Sorry about omitting the subject line.  I have been working with errorsarlm() - 
did not know about spautolm().  Do you know if there is something analogous 
possible in the case of the spatial lag model,

Y = pWY + XB + e ?

I was going to start looking into it.

thanks!


Sam




Quoting Roger Bivand <Roger.Bivand at nhh.no>:

********Note the new contact information*******

Samuel H. Field, Ph.D. 
Senior Research Investigator
CHERP/Division of Internal Medicine - University of Pennsylvania
Philadelphia VA Medical Center
3900 Woodland Ave (9 East)
Philadelphia, PA 19104
(215) 823-5800 EXT. 6155 (Office)
(215) 823-6330 (Fax)

Roger Bivand

Wed, Aug 22, 2007 12:02 AM #

On Tue, 21 Aug 2007, Sam Field wrote:

I have not looked at it, but because it is a wierd animal, I don't think 
it will be too easy to provide a theoretical foundation for it. The 
heteroskedasticity is in the error term, but the autoregressive part 
isn't. I don't think there are any examples anywhere, either.

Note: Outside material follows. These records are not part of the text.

//! Flat arena for expressions.

use crate::ast::{Expr, ExprKind};
use crate::{ExprId, ExprRange, Span};

/// Convert an arena length to a `u32` index.
///
/// # Panics
/// Panics if the arena outgrows `u32` indices.
#[inline]
pub(crate) fn to_u32(len: usize, what: &str) -> u32 {
    u32::try_from(len).unwrap_or_else(|_| panic!("too many {what}: {len} exceeds u32::MAX"))
}

#[inline]
pub(crate) fn to_u16(len: usize, what: &str) -> u16 {
    u16::try_from(len).unwrap_or_else(|_| panic!("{what} too long: {len} exceeds u16::MAX"))
}

/// Arena holding every expression of a module.
///
/// `kinds` and `spans` are parallel arrays indexed by [`ExprId`];
/// `expr_lists` holds flattened argument lists indexed by [`ExprRange`].
#[derive(Clone, Debug, Default)]
pub struct ExprArena {
    kinds: Vec<ExprKind>,
    spans: Vec<Span>,
    expr_lists: Vec<ExprId>,
}

impl ExprArena {
    pub fn new() -> Self {
        Self::default()
    }

    /// Allocate an expression, returning its ID.
    pub fn alloc_expr(&mut self, expr: Expr) -> ExprId {
        let id = ExprId::new(to_u32(self.kinds.len(), "expressions"));
        self.kinds.push(expr.kind);
        self.spans.push(expr.span);
        id
    }

    /// Get an expression by ID.
    ///
    /// # Panics
    /// Panics if `id` was not allocated in this arena.
    #[inline]
    pub fn get_expr(&self, id: ExprId) -> Expr {
        Expr {
            kind: self.kinds[id.index()],
            span: self.spans[id.index()],
        }
    }

    #[inline]
    pub fn kind(&self, id: ExprId) -> ExprKind {
        self.kinds[id.index()]
    }

    #[inline]
    pub fn span(&self, id: ExprId) -> Span {
        self.spans[id.index()]
    }

    /// Allocate a contiguous list of expression IDs.
    pub fn alloc_expr_list(&mut self, ids: &[ExprId]) -> ExprRange {
        if ids.is_empty() {
            return ExprRange::EMPTY;
        }
        let start = to_u32(self.expr_lists.len(), "expression lists");
        self.expr_lists.extend_from_slice(ids);
        ExprRange::new(start, to_u16(ids.len(), "expression list"))
    }

    /// Get expression IDs from a range.
    pub fn get_expr_list(&self, range: ExprRange) -> &[ExprId] {
        if range.is_empty() {
            return &[];
        }
        let start = range.start as usize;
        &self.expr_lists[start..start + range.len()]
    }

    pub fn len(&self) -> usize {
        self.kinds.len()
    }

    pub fn is_empty(&self) -> bool {
        self.kinds.is_empty()
    }
}
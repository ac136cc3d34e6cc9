//! Expression evaluation.

use ferment_ir::{BinaryOp, ExprId, ExprKind, Name};
use ferment_stack::ensure_sufficient_stack;

use super::{Bindings, Interpreter};
use crate::errors::{
    internal_error, nil_dereference, not_a_struct, undefined_field, undefined_struct, EvalError,
    EvalResult,
};
use crate::operators::{evaluate_binary, evaluate_unary, logical_operand};
use crate::types::Type;
use crate::value::{StructHandle, Value};

impl Interpreter<'_> {
    /// Evaluate an expression to a forced value.
    pub(crate) fn eval_expr(&mut self, id: ExprId, bindings: &mut Bindings<'_>) -> EvalResult {
        ensure_sufficient_stack(|| self.eval_expr_inner(id, bindings))
            .map_err(|action| action.with_span(self.arena.span(id)))
    }

    fn eval_expr_inner(&mut self, id: ExprId, bindings: &mut Bindings<'_>) -> EvalResult {
        match self.arena.kind(id) {
            ExprKind::Int(n) => Ok(Value::Int(n)),
            ExprKind::Bool(b) => Ok(Value::Bool(b)),
            ExprKind::Str(s) => Ok(Value::string(self.interner.lookup(s))),
            ExprKind::Nil => Ok(Value::Nil),
            ExprKind::Ident(name) => self.read_variable(name, bindings),
            ExprKind::Field { receiver, field } => {
                let receiver = self.eval_expr(receiver, bindings)?;
                Ok(self.read_field(&receiver, field)?)
            }
            ExprKind::Unary { op, operand } => {
                let operand = self.eval_expr(operand, bindings)?;
                evaluate_unary(&operand, op, self.interner)
            }
            ExprKind::Binary { op, left, right } => self.eval_binary(op, left, right, bindings),
            ExprKind::Call { func, args } => {
                let result = self.eval_call(func, args, bindings, self.arena.span(id))?;
                self.force_value(result)
            }
            ExprKind::New { type_name } => Ok(self.instantiate(type_name)?),
        }
    }

    fn eval_binary(
        &mut self,
        op: BinaryOp,
        left: ExprId,
        right: ExprId,
        bindings: &mut Bindings<'_>,
    ) -> EvalResult {
        let left = self.eval_expr(left, bindings)?;
        if op.is_short_circuit() {
            let lhs = logical_operand(&left, op, self.interner)?;
            match (op, lhs) {
                (BinaryOp::And, false) | (BinaryOp::Or, true) => return Ok(Value::Bool(lhs)),
                _ => {}
            }
            let right = self.eval_expr(right, bindings)?;
            return Ok(Value::Bool(logical_operand(&right, op, self.interner)?));
        }
        let right = self.eval_expr(right, bindings)?;
        evaluate_binary(left, right, op, self.interner)
    }

    pub(crate) fn read_field(&self, receiver: &Value, field: Name) -> Result<Value, EvalError> {
        let (handle, index, _) = self.resolve_field(receiver, field)?;
        handle.get(index).ok_or_else(|| {
            internal_error(format!("field slot {index} out of range"))
        })
    }

    /// Instance handle, slot index and declared type of `receiver.field`.
    pub(crate) fn resolve_field(
        &self,
        receiver: &Value,
        field: Name,
    ) -> Result<(StructHandle, usize, Type), EvalError> {
        let field_name = self.interner.lookup(field);
        let instance = match receiver {
            Value::Nil => return Err(nil_dereference(field_name)),
            Value::Struct(instance) => instance,
            other => return Err(not_a_struct(field_name, &other.type_name(self.interner))),
        };
        let Some(handle) = instance.handle() else {
            return Err(nil_dereference(field_name));
        };
        let type_name = self.interner.lookup(instance.type_name());
        let layout = self
            .structs
            .get(instance.type_name())
            .ok_or_else(|| undefined_struct(type_name))?;
        let (index, ty) = layout
            .field(field)
            .ok_or_else(|| undefined_field(type_name, field_name))?;
        Ok((handle.clone(), index, ty))
    }

    fn instantiate(&self, type_name: Name) -> Result<Value, EvalError> {
        let layout = self
            .structs
            .get(type_name)
            .ok_or_else(|| undefined_struct(self.interner.lookup(type_name)))?;
        tracing::trace!(ty = self.interner.lookup(type_name), "new");
        Ok(Value::Struct(layout.instantiate()))
    }
}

It ought to be possible, though.

Roger

Roger Bivand
Economic Geography Section, Department of Economics, Norwegian School of
Economics and Business Administration, Helleveien 30, N-5045 Bergen,
Norway. voice: +47 55 95 93 55; fax +47 55 95 95 43
e-mail: Roger.Bivand at nhh.no

Sam Field

Wed, Aug 29, 2007 9:55 AM #

Roger,

One possibility in this limited case might be to replicate the aggregate 
level cases based on their respective weights (since they are integers, 
i.e. within unit sample sizes), then run a spatial lag model.  This 
would be equivalent to recreating the individual level data from the 
aggregate data (excluding measures that vary within the aggregate 
units).  This would obviously inflate your sample size and one would 
have to correct for this somehow in the variance covariance matrix of 
the parameters estimates. 

You would have to do the same for your nb object as well of course.  I 
have looked into this by creating a list of neighbor ids from the 
original nb object, but nb2listw() requires an nb object not a list so I 
am stuck.

The other problem would be that you would end up with a potentially 
large data set. In my case, 13,000 - maybe more then spautolm() could 
handle?  Maybe this whole idea if flawed.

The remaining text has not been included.